> WHAT THE TASK REQUIRES:
Begin with the line containing "#[cfg(test)]" and end with the last line of the data below; return those lines exactly, and only those.

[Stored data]
· · · ·
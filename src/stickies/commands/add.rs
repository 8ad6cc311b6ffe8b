use crate::board::NoteBoard;
use crate::commands::{CmdMessage, CmdResult};
use crate::error::Result;

use super::helpers::preview;

pub fn run(board: &mut NoteBoard, text: Option<String>) -> Result<CmdResult> {
    let note = board.add_note_with_text(text.unwrap_or_default()).clone();

    let mut result = CmdResult::default();
    result.add_message(CmdMessage::success(format!(
        "{} added at row {}, column {}: {}",
        note.title(),
        note.row + 1,
        note.col + 1,
        preview(&note.text)
    )));
    Ok(result.with_affected_notes(vec![note]))
}

#[cfg(test)]
mod tests {
    use super::*;

    #[test]
    fn adds_empty_note() {
        let mut board = NoteBoard::new();
        let result = run(&mut board, None).unwrap();
        assert_eq!(result.affected_notes.len(), 1);
        assert_eq!(result.affected_notes[0].id, 1);
        assert_eq!(result.affected_notes[0].text, "");
        assert!(result.messages[0].content.contains("(empty)"));
    }

    #[test]
    fn adds_note_with_text() {
        let mut board = NoteBoard::new();
        run(&mut board, None).unwrap();
        let result = run(&mut board, Some("call mom".into())).unwrap();
        assert_eq!(result.affected_notes[0].id, 2);
        assert_eq!(board.get(2).unwrap().text, "call mom");
        assert!(result.messages[0].content.contains("row 1, column 2"));
    }
}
· · · ·
> RESPONSE TO THE TASK:
#[cfg(test)]
mod tests {
    use super::*;

    #[test]
    fn adds_empty_note() {
        let mut board = NoteBoard::new();
        let result = run(&mut board, None).unwrap();
        assert_eq!(result.affected_notes.len(), 1);
        assert_eq!(result.affected_notes[0].id, 1);
        assert_eq!(result.affected_notes[0].text, "");
        assert!(result.messages[0].content.contains("(empty)"));
    }

    #[test]
    fn adds_note_with_text() {
        let mut board = NoteBoard::new();
        run(&mut board, None).unwrap();
        let result = run(&mut board, Some("call mom".into())).unwrap();
        assert_eq!(result.affected_notes[0].id, 2);
        assert_eq!(board.get(2).unwrap().text, "call mom");
        assert!(result.messages[0].content.contains("row 1, column 2"));
    }
}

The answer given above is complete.